LVRR325 - I couldn't have said it better myself. What we need is the unusual, the unique, the different! Vols. 1-3 have covered the engines, making the locations, in my opinion, secondary, and I have a feeling Vol.5 won't be much different. The publisher doesn't, (with the exception of the new Facilities series, or the older Equipment series) like to stray from the normal. What GA speaks of, tends to be more of a self published "labor of love" like the Outter Station or Gingerbread publications currently out there. It means smaller print runs, B&W repographics, ect., but that is probably how it is going to get done. But if the material you propose can be found and collected, it stands a good chance to be a very unique and make for an interesting "In Color" book. What the historians and diehard fans want and find interesting (see above) is unfortunately not what sells en masse to the hobby at large.

Thanks for allowing me to continue airing my thoughts,

CF
Last edited by CAR_FLOATER on Thu Apr 12, 2007 8:03 am, edited 1 time in total.

 #385719  by TB Diamond
 
lvrr325: You must have missed the book LEHIGH VALLEY RAILROAD THE WYOMING AND BUFFALO DIVISIONS by Mike Bednar. It contains color photos of the last trip to Aurora, some Elmira scenes and some of the Rochester Branch. There are also scenes of main line activity in the small New York towns including Lockwood, Cayuta, Burdett, Geneva, Victor and Batavia.

Will agree that some areas of the Lehigh Valley Railroad in the diesel era were seemingly rarely covered in color. Examples are Hemlock, NY or anywhere south of Lima on the Rochester Branch. The A&I Branch north of Ithaca proper, especially the power plant at Lake Ridge and the ex-DL&W spur up to Morse Chain. Passenger trains on the Niagara Falls Branch also come to mind.
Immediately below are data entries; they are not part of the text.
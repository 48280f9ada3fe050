//! The call session actor.
//!
//! A [`CallSession`] owns everything belonging to one call attempt: its
//! identity and role, the state machine, the local tracks, the peer session,
//! the per-call signaling channel and the timers. All of it is mutated from a
//! single task that drains the session mailbox, so local intents, remote
//! signaling, media callbacks and timer expiries are handled strictly one at a
//! time, in the order they were observed.
//!
//! Media acquisition is the only step that can wait on the user. It runs in a
//! separate task and reports back through the mailbox, which keeps the
//! session responsive: a hang-up issued during a permission prompt ends the
//! call immediately and the tracks are released once they arrive.

use callcore::{
    CallError, CallFailure, CallIdentity, CallRecord, CallRecordStatus, CallRole, CallState,
    CallTransition, EndCode, EndReason, IceCandidateInit, SignalMessage,
};
use log::{debug, info, warn};
use std::collections::VecDeque;
use std::sync::Arc;
use std::time::Instant;
use tokio::sync::{mpsc, oneshot, watch};
use tokio::task::JoinHandle;

use crate::config::CallConfig;
use crate::events::EventBus;
use crate::media::{
    LocalMediaManager, MediaDevices, MediaEvent, MediaEventSink, MediaNegotiator,
    MediaSessionAdapter, StreamHandle, TrackSet,
};
use crate::records::{CallRecordSink, RecordWriter};
use crate::signaling::SignalingChannel;

/// Something the local user asked for.
#[derive(Debug, Clone, Copy, PartialEq, Eq)]
pub enum LocalIntent {
    Accept,
    Reject,
    HangUp,
    SetMuted(bool),
    SetVideoEnabled(bool),
}

pub type IntentReply = oneshot::Sender<Result<(), CallError>>;

/// Everything a session reacts to.
#[derive(Debug)]
pub enum SessionEvent {
    Local(LocalIntent, Option<IntentReply>),
    Remote(SignalMessage),
    MediaAcquired(Result<TrackSet, CallError>),
    Media(MediaEvent),
    RingTimeout,
}

/// Collaborators shared by every session of a registry.
#[derive(Clone)]
pub struct SessionDeps {
    pub config: CallConfig,
    pub negotiator: Arc<dyn MediaNegotiator>,
    pub devices: Arc<dyn MediaDevices>,
    pub records: Arc<dyn CallRecordSink>,
    pub events: Arc<EventBus>,
}

pub struct CallSession {
    identity: CallIdentity,
    role: CallRole,
    state: CallState,
    deps: SessionDeps,
    signaling: SignalingChannel,
    media: Option<MediaSessionAdapter>,
    local_media: LocalMediaManager,
    remote_offer: Option<String>,
    remote_stream: Option<StreamHandle>,
    pending_candidates: VecDeque<IceCandidateInit>,
    ring_timer: Option<JoinHandle<()>>,
    duration_timer: Option<JoinHandle<()>>,
    connected_at: Option<Instant>,
    torn_down: bool,
    records: RecordWriter,
    mailbox: mpsc::UnboundedSender<SessionEvent>,
    state_tx: watch::Sender<CallState>,
}
use async_trait::async_trait;
use callcore::{CallRecord, CallRecordStatus, CallState};
use std::sync::Arc;
use std::time::Duration;
use tokio::sync::watch;

use crate::records::{CallRecordSink, MemoryRecordSink};

pub fn init_logging() {
    let _ = env_logger::builder().is_test(true).try_init();
}

/// Waits until `rx` reports `expected`, failing the test after two seconds.
pub async fn wait_for_state(rx: &mut watch::Receiver<CallState>, expected: CallState) {
    let reached = tokio::time::timeout(Duration::from_secs(2), rx.wait_for(|s| *s == expected))
        .await
        .map(|r| r.is_ok());
    match reached {
        Ok(true) => {}
        Ok(false) => panic!("session stopped before reaching {expected}, last {}", *rx.borrow()),
        Err(_) => panic!("timed out waiting for {expected}, last {}", *rx.borrow()),
    }
}

/// A store that is slow to insert: `ringing` writes are held back by `delay`
/// before landing in `inner`.
pub struct SlowRingingSink {
    inner: Arc<MemoryRecordSink>,
    delay: Duration,
}

impl SlowRingingSink {
    pub fn new(inner: Arc<MemoryRecordSink>, delay: Duration) -> Self {
        Self { inner, delay }
    }
}

#[async_trait]
impl CallRecordSink for SlowRingingSink {
    async fn write(&self, record: CallRecord) -> Result<(), anyhow::Error> {
        if record.status == CallRecordStatus::Ringing {
            tokio::time::sleep(self.delay).await;
        }
        self.inner.write(record).await
    }
}
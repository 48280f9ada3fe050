//! Call history rows written to the external store.

use chrono::{DateTime, Utc};
use serde::{Deserialize, Serialize};

use crate::types::{CallId, CallIdentity, CallKind, UserId};

#[derive(Debug, Clone, Copy, PartialEq, Eq, Serialize, Deserialize)]
#[serde(rename_all = "lowercase")]
pub enum CallRecordStatus {
    Ringing,
    Accepted,
    Rejected,
    Ended,
}

/// One row of call history. Write-only from the session's point of view.
///
/// The caller's `ringing` write inserts the row; every later write, from
/// either side, only updates `status`. `created_at` is therefore only set on
/// the insert, so a callee's clock never overwrites the caller's timestamp.
#[derive(Debug, Clone, PartialEq, Eq, Serialize, Deserialize)]
pub struct CallRecord {
    pub id: CallId,
    pub caller_id: UserId,
    pub receiver_id: UserId,
    pub call_type: CallKind,
    pub status: CallRecordStatus,
    #[serde(default, skip_serializing_if = "Option::is_none")]
    pub created_at: Option<DateTime<Utc>>,
}

impl CallRecord {
    pub fn from_identity(identity: &CallIdentity, status: CallRecordStatus) -> Self {
        Self {
            id: identity.call_id.clone(),
            caller_id: identity.caller_id.clone(),
            receiver_id: identity.callee_id.clone(),
            call_type: identity.kind,
            status,
            created_at: status.is_insert().then_some(identity.created_at),
        }
    }
}

impl CallRecordStatus {
    /// Whether a write with this status creates the row.
    pub fn is_insert(&self) -> bool {
        *self == Self::Ringing
    }
}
Very doubtful that anyone would be embarrassed to admit that they had spent any time at all photographing the Lehigh Valley Railroad. More likely folks are reluctant to loan slides for various reasons: Fear of having them returned in origional condition (color slide film must be removed from the mounts in order to process it for publication. The mounts are damaged and damage can result to the film proper if not handled in a totally professional manner... spoken by experience, mind you); fear of loosing the slides, for whatever reason and simply not wanting to see the work published, for whatever reason.

You are correct about Auburn. In the early 1970s the Auburn job ran Tuesdays and Thursdays, on duty in the early evening. The only time I was ever able to photograph the job was once when the engine went on the ground next to the Agway mill in Auburn. Have seen, however, some color shots of the LVRR in Auburn circa 1971. Do not know why the job was working during the daylight, however.

BTW: The Al Withiam collection contained several color slides of the LVRR in both Canastota and Auburn circa the 1950s. Have dupes of same.